What happens to the serum sodium concentration (up/down/same), if we give:
- 1.2 L of water
- 400 mL of 3% saline
- 1 L of normal saline
- Water: Serum Na decreases
- 3% NaCl: increases
- NS: same
What happens to the urine sodium concentration (up/down/same), if we give:
- 2 L of water
- 400 mL of 3% saline
- 1 L of normal saline
- Water: Urine Na increases
- 3% NaCl: increases
- NS: increases
How does urine Na compare to EABV? Serum Na? ECF volume?
- Urine reflects EABV
- Does not necessarily reflect serum Na (ore even ECF volume!)
All the effectors that are induced in low EABV (including ADH) increase ____ by the kidney, directly or indirectly
All the effectors that are induced in low EABV (including ADH) increase Na by the kidney, directly or indirectly
Thus, low EABV is associated with increased ______ (____follows)
Thus, low EABV is associated with increased renal Na uptake (water follows) -
High EABV is associated with ______ Na+ uptake
High EABV is associated with decreased Na+ uptake
[Na+ retentive hormones shut off (plus ANP release)]; i.e., natriuresis and diuresis.

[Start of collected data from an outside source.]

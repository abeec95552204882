//! Model descriptors
//!
//! A [`ModelDescriptor`] is the attribute registry of one model: its table,
//! its fields with their storage names and marshalers, its key declaration
//! and its validation hook. Descriptors are immutable once built and are
//! shared between items through an `Arc`.
//!
//! # Example
//!
//! ```rust
//! use dynamap::model::{Attribute, ModelDescriptor};
//!
//! let users = ModelDescriptor::builder("users")
//!     .attribute(Attribute::string("id").hash_key())
//!     .attribute(Attribute::integer("visits").storage_name("v").default_value(0i64))
//!     .build()
//!     .unwrap();
//!
//! assert_eq!(users.storage_name_for("visits").unwrap(), "v");
//! ```

use serde_json::Value as JsonValue;
use std::collections::HashSet;
use std::fmt;
use std::sync::Arc;

use dynamap_common::{Error, Result, Value};

use crate::item::Item;
use crate::marshal::{
    BinaryMarshaler, BooleanMarshaler, DateTimeMarshaler, EpochTimeMarshaler, FloatMarshaler,
    IntegerMarshaler, ListMarshaler, MapMarshaler, Marshaler, NumberSetMarshaler,
    StringMarshaler, StringSetMarshaler,
};
use crate::wire::{self, WireItem};

/// Validation hook consulted before an item is saved.
pub trait Validator: Send + Sync {
    fn is_valid(&self, item: &Item) -> bool;

    /// Human-readable description of what is wrong with the item
    fn error_summary(&self, item: &Item) -> String;
}

/// Validator used when a model declares none; every item is valid.
#[derive(Debug, Clone, Copy, Default)]
pub struct NoValidation;

impl Validator for NoValidation {
    fn is_valid(&self, _item: &Item) -> bool {
        true
    }

    fn error_summary(&self, _item: &Item) -> String {
        String::new()
    }
}

#[derive(Debug, Clone, Copy, PartialEq, Eq)]
enum KeyRole {
    Hash,
    Range,
}

/// Attribute declaration, consumed by [`ModelBuilder::attribute`].
#[derive(Debug, Clone)]
pub struct Attribute {
    name: String,
    storage_name: Option<String>,
    marshaler: Arc<dyn Marshaler>,
    key: Option<KeyRole>,
    default_value: Option<Value>,
    persist_nil: bool,
}

impl Attribute {
    /// Declare an attribute with a custom marshaler
    pub fn new(name: impl Into<String>, marshaler: Arc<dyn Marshaler>) -> Self {
        Self {
            name: name.into(),
            storage_name: None,
            marshaler,
            key: None,
            default_value: None,
            persist_nil: false,
        }
    }

    pub fn string(name: impl Into<String>) -> Self {
        Self::new(name, Arc::new(StringMarshaler))
    }

    pub fn integer(name: impl Into<String>) -> Self {
        Self::new(name, Arc::new(IntegerMarshaler))
    }

    pub fn float(name: impl Into<String>) -> Self {
        Self::new(name, Arc::new(FloatMarshaler))
    }

    pub fn boolean(name: impl Into<String>) -> Self {
        Self::new(name, Arc::new(BooleanMarshaler))
    }

    pub fn datetime(name: impl Into<String>) -> Self {
        Self::new(name, Arc::new(DateTimeMarshaler))
    }

    pub fn epoch_time(name: impl Into<String>) -> Self {
        Self::new(name, Arc::new(EpochTimeMarshaler))
    }

    pub fn map(name: impl Into<String>) -> Self {
        Self::new(name, Arc::new(MapMarshaler))
    }

    pub fn list(name: impl Into<String>) -> Self {
        Self::new(name, Arc::new(ListMarshaler))
    }

    pub fn string_set(name: impl Into<String>) -> Self {
        Self::new(name, Arc::new(StringSetMarshaler))
    }

    pub fn number_set(name: impl Into<String>) -> Self {
        Self::new(name, Arc::new(NumberSetMarshaler))
    }

    pub fn binary(name: impl Into<String>) -> Self {
        Self::new(name, Arc::new(BinaryMarshaler))
    }

    /// Name of the attribute in stored items (defaults to the field name)
    #[must_use]
    pub fn storage_name(mut self, storage_name: impl Into<String>) -> Self {
        self.storage_name = Some(storage_name.into());
        self
    }

    #[must_use]
    pub fn hash_key(mut self) -> Self {
        self.key = Some(KeyRole::Hash);
        self
    }

    #[must_use]
    pub fn range_key(mut self) -> Self {
        self.key = Some(KeyRole::Range);
        self
    }

    #[must_use]
    pub fn default_value(mut self, value: impl Into<Value>) -> Self {
        self.default_value = Some(value.into());
        self
    }

    /// Write nil values as explicit nulls instead of removing the attribute
    #[must_use]
    pub fn persist_nil(mut self) -> Self {
        self.persist_nil = true;
        self
    }
}

/// One declared field of a model.
#[derive(Debug, Clone)]
pub struct AttributeDef {
    name: String,
    storage_name: String,
    marshaler: Arc<dyn Marshaler>,
    default_value: Option<Value>,
    persist_nil: bool,
}

impl AttributeDef {
    #[must_use]
    pub fn name(&self) -> &str {
        &self.name
    }

    #[must_use]
    pub fn storage_name(&self) -> &str {
        &self.storage_name
    }

    #[must_use]
    pub fn default_value(&self) -> Option<&Value> {
        self.default_value.as_ref()
    }

    #[must_use]
    pub fn persists_nil(&self) -> bool {
        self.persist_nil
    }

    pub fn type_cast(&self, value: Value) -> Result<Value> {
        self.marshaler
            .type_cast(value)
            .map_err(|e| Error::marshal(&self.name, e.0))
    }

    /// Serialize a native value; `None` means the attribute is not written
    /// (and is removed by updates).
    pub fn serialize(&self, value: &Value) -> Result<Option<JsonValue>> {
        if value.is_null() {
            return Ok(self.persist_nil.then(wire::null));
        }
        self.marshaler
            .serialize(value)
            .map_err(|e| Error::marshal(&self.name, e.0))
    }

    pub fn extract(&self, attr: &JsonValue) -> Result<Value> {
        if wire::is_null(attr) {
            return Ok(Value::Null);
        }
        self.marshaler
            .extract(attr)
            .map_err(|e| Error::marshal(&self.name, e.0))
    }
}

/// Immutable description of a model.
pub struct ModelDescriptor {
    table_name: String,
    attributes: Vec<AttributeDef>,
    hash_key: usize,
    range_key: Option<usize>,
    track_mutations: bool,
    validator: Arc<dyn Validator>,
}

impl fmt::Debug for ModelDescriptor {
    fn fmt(&self, f: &mut fmt::Formatter<'_>) -> fmt::Result {
        f.debug_struct("ModelDescriptor")
            .field("table_name", &self.table_name)
            .field("attributes", &self.attributes)
            .field("hash_key", &self.hash_key().name())
            .field("range_key", &self.range_key().map(AttributeDef::name))
            .field("track_mutations", &self.track_mutations)
            .finish_non_exhaustive()
    }
}

impl ModelDescriptor {
    pub fn builder(table_name: impl Into<String>) -> ModelBuilder {
        ModelBuilder::new(table_name)
    }

    #[must_use]
    pub fn table_name(&self) -> &str {
        &self.table_name
    }

    /// Declared attributes in declaration order
    #[must_use]
    pub fn attributes(&self) -> &[AttributeDef] {
        &self.attributes
    }

    #[must_use]
    pub fn attribute(&self, name: &str) -> Option<&AttributeDef> {
        self.attributes.iter().find(|a| a.name == name)
    }

    /// Like [`attribute`](Self::attribute) but fails with `UnknownAttribute`
    pub fn attribute_for(&self, name: &str) -> Result<&AttributeDef> {
        self.attribute(name)
            .ok_or_else(|| Error::UnknownAttribute(name.to_string()))
    }

    pub fn storage_name_for(&self, name: &str) -> Result<&str> {
        self.attribute_for(name).map(AttributeDef::storage_name)
    }

    #[must_use]
    pub fn attribute_by_storage_name(&self, storage_name: &str) -> Option<&AttributeDef> {
        self.attributes.iter().find(|a| a.storage_name == storage_name)
    }

    #[must_use]
    pub fn hash_key(&self) -> &AttributeDef {
        &self.attributes[self.hash_key]
    }

    #[must_use]
    pub fn range_key(&self) -> Option<&AttributeDef> {
        self.range_key.map(|i| &self.attributes[i])
    }

    /// Key attributes, hash key first
    pub fn key_attributes(&self) -> impl Iterator<Item = &AttributeDef> {
        std::iter::once(self.hash_key()).chain(self.range_key())
    }

    #[must_use]
    pub fn is_key(&self, name: &str) -> bool {
        self.key_attributes().any(|a| a.name == name)
    }

    #[must_use]
    pub fn tracks_mutations(&self) -> bool {
        self.track_mutations
    }

    #[must_use]
    pub fn validator(&self) -> &dyn Validator {
        self.validator.as_ref()
    }

    /// Extract every declared attribute present in a stored item.
    /// Attributes the model does not declare are ignored.
    pub fn extract(&self, item: &WireItem) -> Result<Vec<(String, Value)>> {
        self.attributes
            .iter()
            .filter_map(|def| {
                item.get(&def.storage_name)
                    .map(|attr| def.extract(attr).map(|v| (def.name.clone(), v)))
            })
            .collect()
    }
}

/// Builder for [`ModelDescriptor`]; `build` enforces the key declaration rules.
pub struct ModelBuilder {
    table_name: String,
    attributes: Vec<Attribute>,
    track_mutations: bool,
    validator: Arc<dyn Validator>,
}

impl ModelBuilder {
    pub fn new(table_name: impl Into<String>) -> Self {
        Self {
            table_name: table_name.into(),
            attributes: Vec::new(),
            track_mutations: true,
            validator: Arc::new(NoValidation),
        }
    }

    #[must_use]
    pub fn attribute(mut self, attribute: Attribute) -> Self {
        self.attributes.push(attribute);
        self
    }

    /// With mutation tracking off, only assignments through the setter
    /// can make an attribute dirty.
    #[must_use]
    pub fn track_mutations(mut self, enabled: bool) -> Self {
        self.track_mutations = enabled;
        self
    }

    #[must_use]
    pub fn validator(mut self, validator: Arc<dyn Validator>) -> Self {
        self.validator = validator;
        self
    }

    pub fn build(self) -> Result<Arc<ModelDescriptor>> {
        if self.table_name.is_empty() {
            return Err(Error::InvalidModel("table name must not be empty".into()));
        }

        let mut names = HashSet::new();
        let mut storage_names = HashSet::new();
        let mut hash_key = None;
        let mut range_key = None;
        let mut attributes = Vec::with_capacity(self.attributes.len());

        for (index, attr) in self.attributes.into_iter().enumerate() {
            let storage_name = attr.storage_name.unwrap_or_else(|| attr.name.clone());
            if !names.insert(attr.name.clone()) {
                return Err(Error::InvalidModel(format!(
                    "attribute {} is declared twice",
                    attr.name
                )));
            }
            if !storage_names.insert(storage_name.clone()) {
                return Err(Error::InvalidModel(format!(
                    "storage name {} is used by more than one attribute",
                    storage_name
                )));
            }

            match attr.key {
                Some(KeyRole::Hash) if hash_key.is_some() => {
                    return Err(Error::InvalidModel("more than one hash key declared".into()));
                }
                Some(KeyRole::Range) if range_key.is_some() => {
                    return Err(Error::InvalidModel("more than one range key declared".into()));
                }
                Some(KeyRole::Hash) => hash_key = Some(index),
                Some(KeyRole::Range) => range_key = Some(index),
                None => {}
            }

            let mut def = AttributeDef {
                name: attr.name,
                storage_name,
                marshaler: attr.marshaler,
                default_value: None,
                persist_nil: attr.persist_nil,
            };
            if let Some(default) = attr.default_value {
                def.default_value = Some(def.type_cast(default)?);
            }
            attributes.push(def);
        }

        let hash_key = hash_key.ok_or_else(|| {
            Error::InvalidModel(format!("model for {} has no hash key", self.table_name))
        })?;

        Ok(Arc::new(ModelDescriptor {
            table_name: self.table_name,
            attributes,
            hash_key,
            range_key,
            track_mutations: self.track_mutations,
            validator: self.validator,
        }))
    }
}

ANP (BNP) is produced in response to what? What does it do?
Stretch (volume expansion)
- Works on the kidney to induce natriueresis
ANP (BNP) is a marker of what?
ANP (BNP) is a reliable marker for heart failure,
Is ANP (BNP) effective in the treatment of Na retention (edema)?
Has little usefulness in the treatment of Na retention (edema ), due to the operation of compensatory renal pathways that offset its action.